What the exercise asks - Each record beneath this sentence is to be transcribed exactly as it reads.

Given data -
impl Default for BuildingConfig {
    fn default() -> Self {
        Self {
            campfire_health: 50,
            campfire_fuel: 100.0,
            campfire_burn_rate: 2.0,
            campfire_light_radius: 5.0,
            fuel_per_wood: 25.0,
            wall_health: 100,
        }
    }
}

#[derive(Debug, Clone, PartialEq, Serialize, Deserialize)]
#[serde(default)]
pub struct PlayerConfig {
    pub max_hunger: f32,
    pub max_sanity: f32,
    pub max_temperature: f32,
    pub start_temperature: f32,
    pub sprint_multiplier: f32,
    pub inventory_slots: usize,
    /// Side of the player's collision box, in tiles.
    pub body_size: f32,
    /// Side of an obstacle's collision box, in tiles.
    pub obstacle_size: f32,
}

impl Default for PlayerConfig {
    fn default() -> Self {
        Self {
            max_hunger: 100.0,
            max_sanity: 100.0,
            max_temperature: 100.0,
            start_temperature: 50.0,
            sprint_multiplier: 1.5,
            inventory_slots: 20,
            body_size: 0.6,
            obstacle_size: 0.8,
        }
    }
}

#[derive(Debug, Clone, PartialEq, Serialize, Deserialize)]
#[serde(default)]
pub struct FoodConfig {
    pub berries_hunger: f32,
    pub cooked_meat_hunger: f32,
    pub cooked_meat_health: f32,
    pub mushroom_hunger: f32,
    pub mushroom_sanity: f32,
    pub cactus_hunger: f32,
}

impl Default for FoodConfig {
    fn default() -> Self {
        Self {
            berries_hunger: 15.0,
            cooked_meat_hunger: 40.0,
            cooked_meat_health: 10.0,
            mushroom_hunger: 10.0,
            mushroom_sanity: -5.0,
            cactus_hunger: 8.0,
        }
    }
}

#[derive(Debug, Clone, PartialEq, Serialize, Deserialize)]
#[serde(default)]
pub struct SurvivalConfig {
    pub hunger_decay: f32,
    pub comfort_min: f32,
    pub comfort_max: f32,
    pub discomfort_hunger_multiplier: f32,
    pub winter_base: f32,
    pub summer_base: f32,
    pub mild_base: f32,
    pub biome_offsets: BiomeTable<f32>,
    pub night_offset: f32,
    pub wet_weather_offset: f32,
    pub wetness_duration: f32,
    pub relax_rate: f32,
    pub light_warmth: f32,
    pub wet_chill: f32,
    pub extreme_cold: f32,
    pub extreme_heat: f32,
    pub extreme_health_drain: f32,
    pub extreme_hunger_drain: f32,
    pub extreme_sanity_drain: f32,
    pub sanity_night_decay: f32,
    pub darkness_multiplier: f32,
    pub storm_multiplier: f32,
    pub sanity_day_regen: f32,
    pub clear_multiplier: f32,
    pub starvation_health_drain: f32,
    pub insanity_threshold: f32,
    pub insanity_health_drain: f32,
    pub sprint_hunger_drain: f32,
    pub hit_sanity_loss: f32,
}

Solution -
impl Default for BuildingConfig {
    fn default() -> Self {
        Self {
            campfire_health: 50,
            campfire_fuel: 100.0,
            campfire_burn_rate: 2.0,
            campfire_light_radius: 5.0,
            fuel_per_wood: 25.0,
            wall_health: 100,
        }
    }
}

#[derive(Debug, Clone, PartialEq, Serialize, Deserialize)]
#[serde(default)]
pub struct PlayerConfig {
    pub max_hunger: f32,
    pub max_sanity: f32,
    pub max_temperature: f32,
    pub start_temperature: f32,
    pub sprint_multiplier: f32,
    pub inventory_slots: usize,
    /// Side of the player's collision box, in tiles.
    pub body_size: f32,
    /// Side of an obstacle's collision box, in tiles.
    pub obstacle_size: f32,
}

impl Default for PlayerConfig {
    fn default() -> Self {
        Self {
            max_hunger: 100.0,
            max_sanity: 100.0,
            max_temperature: 100.0,
            start_temperature: 50.0,
            sprint_multiplier: 1.5,
            inventory_slots: 20,
            body_size: 0.6,
            obstacle_size: 0.8,
        }
    }
}

#[derive(Debug, Clone, PartialEq, Serialize, Deserialize)]
#[serde(default)]
pub struct FoodConfig {
    pub berries_hunger: f32,
    pub cooked_meat_hunger: f32,
    pub cooked_meat_health: f32,
    pub mushroom_hunger: f32,
    pub mushroom_sanity: f32,
    pub cactus_hunger: f32,
}

impl Default for FoodConfig {
    fn default() -> Self {
        Self {
            berries_hunger: 15.0,
            cooked_meat_hunger: 40.0,
            cooked_meat_health: 10.0,
            mushroom_hunger: 10.0,
            mushroom_sanity: -5.0,
            cactus_hunger: 8.0,
        }
    }
}

#[derive(Debug, Clone, PartialEq, Serialize, Deserialize)]
#[serde(default)]
pub struct SurvivalConfig {
    pub hunger_decay: f32,
    pub comfort_min: f32,
    pub comfort_max: f32,
    pub discomfort_hunger_multiplier: f32,
    pub winter_base: f32,
    pub summer_base: f32,
    pub mild_base: f32,
    pub biome_offsets: BiomeTable<f32>,
    pub night_offset: f32,
    pub wet_weather_offset: f32,
    pub wetness_duration: f32,
    pub relax_rate: f32,
    pub light_warmth: f32,
    pub wet_chill: f32,
    pub extreme_cold: f32,
    pub extreme_heat: f32,
    pub extreme_health_drain: f32,
    pub extreme_hunger_drain: f32,
    pub extreme_sanity_drain: f32,
    pub sanity_night_decay: f32,
    pub darkness_multiplier: f32,
    pub storm_multiplier: f32,
    pub sanity_day_regen: f32,
    pub clear_multiplier: f32,
    pub starvation_health_drain: f32,
    pub insanity_threshold: f32,
    pub insanity_health_drain: f32,
    pub sprint_hunger_drain: f32,
    pub hit_sanity_loss: f32,
}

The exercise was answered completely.